Symantec profit beats Street view, shares rise ??
BOSTON, Oct 27 (Reuters) - Software maker Symantec Corp reported a profit above Wall Street forecasts on Wednesday, helped by newly acquired businesses, and its shares rose 6 percent after hours.
Chief Executive Enrique Salem attributed the performance to better-than-expected results from three recently acquired security companies -- VeriSign, PGP and Guardian Edge.
"The acquisitions are exceeding our expectations. They are strong generators of cash," Salem said in an interview.
He said that Symantec's backup and archiving software and its Web-based services were also generating strong profits.
"They have a good business. They are in the right markets," said FBR Capital Markets analyst Daniel Ives.
Symantec said excluding items its profit was 34 cents per share in the second quarter ended Oct. 1, beating analysts' average forecast of 28 cents, according to Thomson Reuters I/B/E/S.
Quarterly revenue rose 2 percent from a year earlier to $1.48 billion, exceeding analysts' average forecast of $1.46 billion.
Sales of consumer software rose 3 percent from a year earlier, while sales of backup and storage products declined 1 percent. Sales of security software to businesses rose 5 percent.

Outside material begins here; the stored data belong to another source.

//! Passive coins for chatting.

use std::collections::HashMap;
use std::sync::{Mutex, PoisonError};

use chrono::{DateTime, Duration, Utc};
use rand::Rng;

pub const MIN_COINS: i64 = 1;
pub const MAX_COINS: i64 = 3;
pub const EARN_CHANCE: f64 = 0.7;
pub const COOLDOWN_SECS: i64 = 30;

/// Roll the coin reward for one message: 70% chance of 1 to 3 coins.
pub fn roll<R: Rng + ?Sized>(rng: &mut R) -> Option<i64> {
    if !rng.random_bool(EARN_CHANCE) {
        return None;
    }
    Some(rng.random_range(MIN_COINS..=MAX_COINS))
}

/// Last successful earn per normalized number.
///
/// Lives in memory only; a restart simply lets everyone earn again.
#[derive(Default)]
pub struct MessageCooldowns {
    last_earn: Mutex<HashMap<String, DateTime<Utc>>>,
}

impl MessageCooldowns {
    pub fn new() -> Self {
        Self::default()
    }

    /// Roll coins for `number` unless it earned within the cooldown window.
    /// A failed roll does not start the cooldown.
    pub fn try_earn<R: Rng + ?Sized>(
        &self,
        number: &str,
        now: DateTime<Utc>,
        rng: &mut R,
    ) -> Option<i64> {
        let mut last_earn = self.last_earn.lock().unwrap_or_else(PoisonError::into_inner);

        if let Some(previous) = last_earn.get(number) {
            if now - *previous < Duration::seconds(COOLDOWN_SECS) {
                return None;
            }
        }

        let amount = roll(rng)?;
        last_earn.insert(number.to_string(), now);
        Some(amount)
    }

    /// Undo the cooldown started by a grant at `earned_at` that was never
    /// paid out. A newer grant for the same number is left alone.
    pub fn release(&self, number: &str, earned_at: DateTime<Utc>) {
        let mut last_earn = self.last_earn.lock().unwrap_or_else(PoisonError::into_inner);
        if last_earn.get(number) == Some(&earned_at) {
            last_earn.remove(number);
        }
    }

    /// Drop entries whose cooldown has passed. Returns how many were removed.
    pub fn prune(&self, now: DateTime<Utc>) -> usize {
        let mut last_earn = self.last_earn.lock().unwrap_or_else(PoisonError::into_inner);
        let before = last_earn.len();
        last_earn.retain(|_, at| now - *at < Duration::seconds(COOLDOWN_SECS));
        before - last_earn.len()
    }
}

#[cfg(test)]
mod tests {
    use super::*;
    use rand::SeedableRng;
    use rand::rngs::StdRng;

    fn at(s: &str) -> DateTime<Utc> {
        s.parse().unwrap()
    }

    #[test]
    fn rolls_stay_in_range_and_sometimes_miss() {
        let mut rng = StdRng::seed_from_u64(7);
        let rolls: Vec<Option<i64>> = (0..1000).map(|_| roll(&mut rng)).collect();

        assert!(rolls.iter().flatten().all(|c| (MIN_COINS..=MAX_COINS).contains(c)));
        let hits = rolls.iter().filter(|r| r.is_some()).count();
        assert!((600..800).contains(&hits), "hit count {hits} far from 70%");
    }

    #[test]
    fn cooldown_blocks_until_window_passes() {
        let cooldowns = MessageCooldowns::new();
        let mut rng = StdRng::seed_from_u64(1);
        let start = at("2026-03-10T12:00:00Z");

        // Keep trying until the first successful roll.
        let mut earned_at = None;
        for i in 0..50 {
            let now = start + Duration::seconds(i * 31);
            if cooldowns.try_earn("5511987654321", now, &mut rng).is_some() {
                earned_at = Some(now);
                break;
            }
        }
        let earned_at = earned_at.expect("no successful roll in 50 attempts");

        for s in [0, 10, 29] {
            let now = earned_at + Duration::seconds(s);
            assert_eq!(cooldowns.try_earn("5511987654321", now, &mut rng), None);
        }

        // Another number is unaffected by the first one's cooldown.
        let other = (0..50).any(|_| cooldowns.try_earn("5511911112222", earned_at, &mut rng).is_some());
        assert!(other);
    }

    #[test]
    fn release_reopens_only_the_matching_grant() {
        let cooldowns = MessageCooldowns::new();
        let mut rng = StdRng::seed_from_u64(3);
        let start = at("2026-03-10T12:00:00Z");
        while cooldowns.try_earn("a", start, &mut rng).is_none() {}

        // A different timestamp belongs to some other grant.
        cooldowns.release("a", start + Duration::seconds(1));
        assert_eq!(cooldowns.try_earn("a", start + Duration::seconds(2), &mut rng), None);

        cooldowns.release("a", start);
        let reopened = (0..50).any(|_| cooldowns.try_earn("a", start + Duration::seconds(2), &mut rng).is_some());
        assert!(reopened);
    }

    #[test]
    fn prune_removes_stale_entries() {
        let cooldowns = MessageCooldowns::new();
        let mut rng = StdRng::seed_from_u64(3);
        let start = at("2026-03-10T12:00:00Z");
        while cooldowns.try_earn("a", start, &mut rng).is_none() {}

        assert_eq!(cooldowns.prune(start + Duration::seconds(5)), 0);
        assert_eq!(cooldowns.prune(start + Duration::seconds(31)), 1);
    }
}
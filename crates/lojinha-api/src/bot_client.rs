//! Outbound calls to the WhatsApp bot process.

use std::time::Duration;

use anyhow::{Context, Result};
use serde::Serialize;
use tracing::debug;

use lojinha_economy::phone;

const REQUEST_TIMEOUT: Duration = Duration::from_secs(10);

#[derive(Serialize)]
#[serde(rename_all = "camelCase")]
struct AuthCodePayload<'a> {
    whatsapp_number: &'a str,
    code: &'a str,
}

#[derive(Serialize)]
struct MessagePayload<'a> {
    to: &'a str,
    message: &'a str,
}

#[derive(Clone)]
pub struct BotClient {
    http: reqwest::Client,
    base_url: String,
}

impl BotClient {
    pub fn new(base_url: &str) -> Result<Self> {
        let http = reqwest::Client::builder()
            .timeout(REQUEST_TIMEOUT)
            .build()
            .context("building bot HTTP client")?;
        Ok(Self {
            http,
            base_url: normalize_base_url(base_url),
        })
    }

    pub fn base_url(&self) -> &str {
        &self.base_url
    }

    /// Deliver a login code. The bot expects the number without `55`.
    pub async fn send_auth_code(&self, normalized_number: &str, code: &str) -> Result<()> {
        let payload = AuthCodePayload {
            whatsapp_number: phone::number_for_bot(normalized_number),
            code,
        };
        self.post("/send-auth-code", &payload).await
    }

    /// Send a text to a user number or a group JID.
    pub async fn send_message(&self, to: &str, message: &str) -> Result<()> {
        self.post("/send-message", &MessagePayload { to, message }).await
    }

    async fn post<T: Serialize>(&self, path: &str, body: &T) -> Result<()> {
        let url = format!("{}{}", self.base_url, path);
        debug!("POST {}", url);
        self.http
            .post(&url)
            .json(body)
            .send()
            .await
            .with_context(|| format!("bot unreachable at {url}"))?
            .error_for_status()
            .with_context(|| format!("bot rejected {path}"))?;
        Ok(())
    }
}

/// Accepts `host:port`, a full URL, or the old style that pointed straight at
/// `/send-auth-code`, and returns a scheme-qualified base without a trailing `/`.
pub fn normalize_base_url(raw: &str) -> String {
    let trimmed = raw.trim();
    let mut url = if trimmed.contains("://") {
        trimmed.to_string()
    } else {
        format!("http://{trimmed}")
    };

    if let Some(stripped) = url.strip_suffix("/send-auth-code") {
        url = stripped.to_string();
    }
    while url.ends_with('/') {
        url.pop();
    }
    url
}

"They've digested a lot of acquisitions. Now it's about walking the walk," Ives said. "Acquisitions bearing fruit is key to this story."
Symantec forecast profit, excluding items, of 32 cents to 33 cents per share in the third quarter ending Dec. 31, compared with analysts' average forecast of 33 cents.
It also forecast that third-quarter revenue would rise 2 percent to 3 percent from a year earlier to between $1.57 billion and $1.59 billion, compared with analysts' average forecast of $1.56 billion.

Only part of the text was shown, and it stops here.